Il n’avait pas gâché le film et elle non plus. En fait, et pour vous dire la vérité, le film a été détruit par les critiques à cause de l’association à son nom et pas pour sa qualité.
Tant de gens m’ont dit que ce film était vraiment génial et tant de réalisateurs s’y sont retrouvés plus que dans tout autre film. J’ai rencontré des réalisateurs de film assez commerciaux qui m’ont même avoué avoir vu le film sept fois.[Regardant des images des répétitions du film…]
Abel Ferrara : Voici un moment dans lequel Madonna est vraiment géniale. On a tourné ces images, deux mois avant le tournage du film.
Ken Kelsch : Oui, c’est moi qui avait tourné ça. On a filmé beaucoup de répétitions.
Abel Ferrara : Elle ne se doutait pas une seule seconde qu’on utiliserait ces images. Regardez là, elle est totalement investie, elle est absolument cool. Elle ne savait pas que la caméra était allumée. Elle est vivante. Cette fille est vraiment vibrante dans ces images.[Regardant la scène dans laquelle Russo bastonne sa copine dealer…]

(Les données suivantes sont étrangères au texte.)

//! Transfer Engine
//!
//! Moves money between two accounts in one transaction: a transfer record,
//! two balancing entries and two balance adjustments.

use serde::{Deserialize, Serialize};
use tracing::Instrument;

use crate::domain::{
    Account, AddAccountBalanceParams, Amount, CreateEntryParams, CreateTransferParams, Entry,
    Transfer, TxContext,
};

use super::{Queries, Store, StoreError, TransferStage};

/// Input parameters of a transfer
#[derive(Debug, Clone, Copy, PartialEq, Eq, Serialize, Deserialize)]
pub struct TransferRequest {
    pub from_account_id: i64,
    pub to_account_id: i64,
    pub amount: Amount,
}

impl TransferRequest {
    pub fn new(from_account_id: i64, to_account_id: i64, amount: Amount) -> Self {
        Self {
            from_account_id,
            to_account_id,
            amount,
        }
    }

    pub fn is_self_transfer(&self) -> bool {
        self.from_account_id == self.to_account_id
    }
}

/// Rows produced by a committed transfer
#[derive(Debug, Clone, PartialEq, Eq, Serialize, Deserialize)]
pub struct TransferResult {
    pub transfer: Transfer,
    pub from_account: Account,
    pub to_account: Account,
    pub from_entry: Entry,
    pub to_entry: Entry,
}

/// Side of the transfer a balance change belongs to
#[derive(Debug, Clone, Copy, PartialEq, Eq)]
pub enum Role {
    From,
    To,
}

#[derive(Debug, Clone, Copy, PartialEq, Eq)]
pub struct BalanceChange {
    pub account_id: i64,
    pub delta: i64,
    pub role: Role,
}

/// The two balance changes of `request`, in row lock acquisition order.
///
/// The lower account id always comes first, whichever side it is on, so
/// two transfers between the same pair of accounts lock the rows in the
/// same order and cannot wait on each other in a cycle. For a
/// self-transfer the debit comes first.
pub fn ordered_balance_changes(request: &TransferRequest) -> [BalanceChange; 2] {
    let debit = BalanceChange {
        account_id: request.from_account_id,
        delta: request.amount.debit(),
        role: Role::From,
    };
    let credit = BalanceChange {
        account_id: request.to_account_id,
        delta: request.amount.credit(),
        role: Role::To,
    };

    if credit.account_id < debit.account_id {
        [credit, debit]
    } else {
        [debit, credit]
    }
}

impl Store {
    /// Perform a money transfer from one account to the other.
    ///
    /// Creates the transfer record, adds both account entries and updates
    /// both balances within a single database transaction. Errors name the
    /// step that failed; nothing is retried here.
    pub async fn transfer(
        &self,
        ctx: &TxContext,
        request: TransferRequest,
    ) -> Result<TransferResult, StoreError> {
        let span = tracing::info_span!(
            "transfer_tx",
            tx = ctx.label(),
            from = request.from_account_id,
            to = request.to_account_id,
            amount = request.amount.value(),
        );

        async move {
            let result = self
                .exec_tx(ctx, move |q| Box::pin(transfer_in_tx(q, request)))
                .await?;

            tracing::debug!(transfer_id = result.transfer.id, "transfer committed");
            Ok(result)
        }
        .instrument(span)
        .await
    }
}

async fn transfer_in_tx(
    q: &mut Queries<'_>,
    request: TransferRequest,
) -> Result<TransferResult, StoreError> {
    let transfer = q
        .create_transfer(CreateTransferParams {
            from_account_id: request.from_account_id,
            to_account_id: request.to_account_id,
            amount: request.amount.value(),
        })
        .await
        .map_err(|e| stage_failed(TransferStage::CreateTransfer, e))?;

    let from_entry = q
        .create_entry(CreateEntryParams {
            account_id: request.from_account_id,
            amount: request.amount.debit(),
        })
        .await
        .map_err(|e| stage_failed(TransferStage::CreateFromEntry, e))?;

    let to_entry = q
        .create_entry(CreateEntryParams {
            account_id: request.to_account_id,
            amount: request.amount.credit(),
        })
        .await
        .map_err(|e| stage_failed(TransferStage::CreateToEntry, e))?;

    let [first, second] = ordered_balance_changes(&request);
    let first_account = apply_balance_change(q, first).await?;
    let second_account = apply_balance_change(q, second).await?;

    let (mut from_account, to_account) = match first.role {
        Role::From => (first_account, second_account),
        Role::To => (second_account, first_account),
    };

    // Both adjustments hit the same row; report the committed state on
    // both sides rather than the intermediate debit.
    if request.is_self_transfer() {
        from_account = to_account.clone();
    }

    Ok(TransferResult {
        transfer,
        from_account,
        to_account,
        from_entry,
        to_entry,
    })
}

async fn apply_balance_change(
    q: &mut Queries<'_>,
    change: BalanceChange,
) -> Result<Account, StoreError> {
    q.add_account_balance(AddAccountBalanceParams {
        id: change.account_id,
        amount: change.delta,
    })
    .await
    .map_err(|e| stage_failed(TransferStage::UpdateBalance, e))
}

fn stage_failed(stage: TransferStage, source: sqlx::Error) -> StoreError {
    tracing::warn!(stage = stage.as_str(), error = %source, "transfer step failed");
    StoreError::stage(stage, source)
}
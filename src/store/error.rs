//! Store Errors
//!
//! Error types for row store, transaction scope and transfer operations.

use std::fmt;

/// SQLSTATE codes that signal transient lock contention.
const DEADLOCK_DETECTED: &str = "40P01";
const SERIALIZATION_FAILURE: &str = "40001";
const LOCK_NOT_AVAILABLE: &str = "55P03";

/// Integrity constraint violation class (foreign key, unique, check, ...)
const INTEGRITY_CONSTRAINT_CLASS: &str = "23";

/// Step of the transfer transaction that failed
#[derive(Debug, Clone, Copy, PartialEq, Eq)]
pub enum TransferStage {
    CreateTransfer,
    CreateFromEntry,
    CreateToEntry,
    UpdateBalance,
}

impl TransferStage {
    pub fn as_str(&self) -> &'static str {
        match self {
            TransferStage::CreateTransfer => "create transfer",
            TransferStage::CreateFromEntry => "create from entry",
            TransferStage::CreateToEntry => "create to entry",
            TransferStage::UpdateBalance => "update balance",
        }
    }
}

impl fmt::Display for TransferStage {
    fn fmt(&self, f: &mut fmt::Formatter<'_>) -> fmt::Result {
        f.write_str(self.as_str())
    }
}

/// Errors that can occur in the store
#[derive(Debug, thiserror::Error)]
pub enum StoreError {
    /// A step of the transfer transaction was rejected by the database
    #[error("{stage} failed: {source}")]
    Stage {
        stage: TransferStage,
        #[source]
        source: sqlx::Error,
    },

    /// Database error
    #[error("Database error: {0}")]
    Database(#[from] sqlx::Error),

    /// The unit of work succeeded but the commit did not
    #[error("Commit failed: {0}")]
    Commit(#[source] sqlx::Error),

    /// The unit of work failed and so did the rollback
    #[error("tx err: {source}, rb err: {rollback}")]
    Rollback {
        source: Box<StoreError>,
        rollback: sqlx::Error,
    },

    /// The caller cancelled the operation
    #[error("Operation cancelled by caller")]
    Cancelled,
}

impl StoreError {
    pub fn stage(stage: TransferStage, source: sqlx::Error) -> Self {
        Self::Stage { stage, source }
    }

    /// Stage of the transfer that failed, if this error came from one
    pub fn failed_stage(&self) -> Option<TransferStage> {
        match self {
            StoreError::Stage { stage, .. } => Some(*stage),
            StoreError::Rollback { source, .. } => source.failed_stage(),
            _ => None,
        }
    }

    /// Check if the caller cancelled the operation
    pub fn is_cancelled(&self) -> bool {
        match self {
            StoreError::Cancelled => true,
            StoreError::Rollback { source, .. } => source.is_cancelled(),
            _ => false,
        }
    }

    /// Check if this error is transient lock contention the caller may retry
    pub fn is_retryable(&self) -> bool {
        if matches!(self.sqlx_error(), Some(sqlx::Error::PoolTimedOut)) {
            return true;
        }
        matches!(
            self.sqlstate().as_deref(),
            Some(DEADLOCK_DETECTED | SERIALIZATION_FAILURE | LOCK_NOT_AVAILABLE)
        )
    }

    /// Check if the requested row does not exist
    pub fn is_not_found(&self) -> bool {
        matches!(self.sqlx_error(), Some(sqlx::Error::RowNotFound))
    }

    /// Check if the database rejected the write on an integrity constraint
    /// (e.g. unknown account id)
    pub fn is_constraint_violation(&self) -> bool {
        self.sqlstate()
            .is_some_and(|code| code.starts_with(INTEGRITY_CONSTRAINT_CLASS))
    }

    /// Underlying driver error that triggered this failure
    pub fn sqlx_error(&self) -> Option<&sqlx::Error> {
        match self {
            StoreError::Stage { source, .. } => Some(source),
            StoreError::Database(e) | StoreError::Commit(e) => Some(e),
            StoreError::Rollback { source, .. } => source.sqlx_error(),
            StoreError::Cancelled => None,
        }
    }

    fn sqlstate(&self) -> Option<String> {
        match self.sqlx_error()? {
            sqlx::Error::Database(db) => db.code().map(|code| code.into_owned()),
            _ => None,
        }
    }
}
//! Amount type
//!
//! Domain primitive for transfer amounts, expressed in the smallest
//! currency unit. Amounts are validated at construction time, so a
//! non-positive transfer amount cannot reach the transfer engine.

use serde::{Deserialize, Serialize};
use std::fmt;
use std::str::FromStr;

/// Amount represents a validated, strictly positive transfer value.
///
/// # Example
/// ```
/// use ledger_core::domain::Amount;
///
/// let amount = Amount::new(30).unwrap();
/// assert_eq!(amount.value(), 30);
/// assert_eq!(amount.debit(), -30);
/// ```
#[derive(Debug, Clone, Copy, PartialEq, Eq, PartialOrd, Ord, Hash, Serialize, Deserialize)]
#[serde(try_from = "i64", into = "i64")]
pub struct Amount(i64);

/// Errors that can occur when creating an Amount
#[derive(Debug, Clone, PartialEq, Eq, thiserror::Error)]
pub enum AmountError {
    #[error("Amount must be positive (got {0})")]
    NotPositive(i64),

    #[error("Invalid amount format: {0}")]
    ParseError(String),
}

impl Amount {
    /// Create a new Amount with validation.
    ///
    /// # Errors
    /// - `AmountError::NotPositive` if value <= 0
    pub fn new(value: i64) -> Result<Self, AmountError> {
        if value <= 0 {
            return Err(AmountError::NotPositive(value));
        }
        Ok(Self(value))
    }

    /// Get the underlying value.
    pub fn value(&self) -> i64 {
        self.0
    }

    /// Signed delta for the debited side of a transfer.
    pub fn debit(&self) -> i64 {
        -self.0
    }

    /// Signed delta for the credited side of a transfer.
    pub fn credit(&self) -> i64 {
        self.0
    }
}

impl fmt::Display for Amount {
    fn fmt(&self, f: &mut fmt::Formatter<'_>) -> fmt::Result {
        write!(f, "{}", self.0)
    }
}

impl FromStr for Amount {
    type Err = AmountError;

    fn from_str(s: &str) -> Result<Self, Self::Err> {
        let value = s
            .trim()
            .parse::<i64>()
            .map_err(|e| AmountError::ParseError(e.to_string()))?;
        Amount::new(value)
    }
}

impl TryFrom<i64> for Amount {
    type Error = AmountError;

    fn try_from(value: i64) -> Result<Self, Self::Error> {
        Amount::new(value)
    }
}

impl From<Amount> for i64 {
    fn from(amount: Amount) -> Self {
        amount.0
    }
}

Ken Kelsch : Il en a mis une bonne à Madonna aussi. Il avait dit « Je ne sais pas si elle sait jouer, mais elle est capable de se prendre une tarte sans broncher. »
Ken Kelsch : C’est un film d’art dans un film d’art.
J’ai commencé à tourner ces images avec Madonna qui me gueulait dessus. Elle m’insultait. Elle disait « Je ne suis pas en train de me faire photographier par Richard Avedon ».
Abel Ferrara : Il n’avait rien dit, en plus. Juste « puisqu’on y est, tu devrais relever la tête un peu plus ». C’était comme si c’était la putain de question à ne pas poser.
Ken Kelsch : Je sais qu’elle voulait vraiment qu’on la filme. La plupart des acteurs veulent qu’on les filme au bon moment, surtout qu’elle ne faisait jamais deux fois la même chose.Abel Ferrara : Elle est devenue une grande réalisatrice à présent.
Ken Kelsch : Oh oui.
Abel Ferrara : Nous sommes bon amis avec sa publiciste.
Ken Kelsch : On est ami avec Guy Ritchie ou pas ?
Abel Ferrara : J’ai aimé son film… celui avec un gitan qui combat… Snatch.
Ken Kelsch : J’ai l’impression qu’il refait le même film à chaque fois.
Abel Ferrara : Jusqu’à ce qu’il la rencontre, ensuite ils ont refait Swept Away [A la dérive].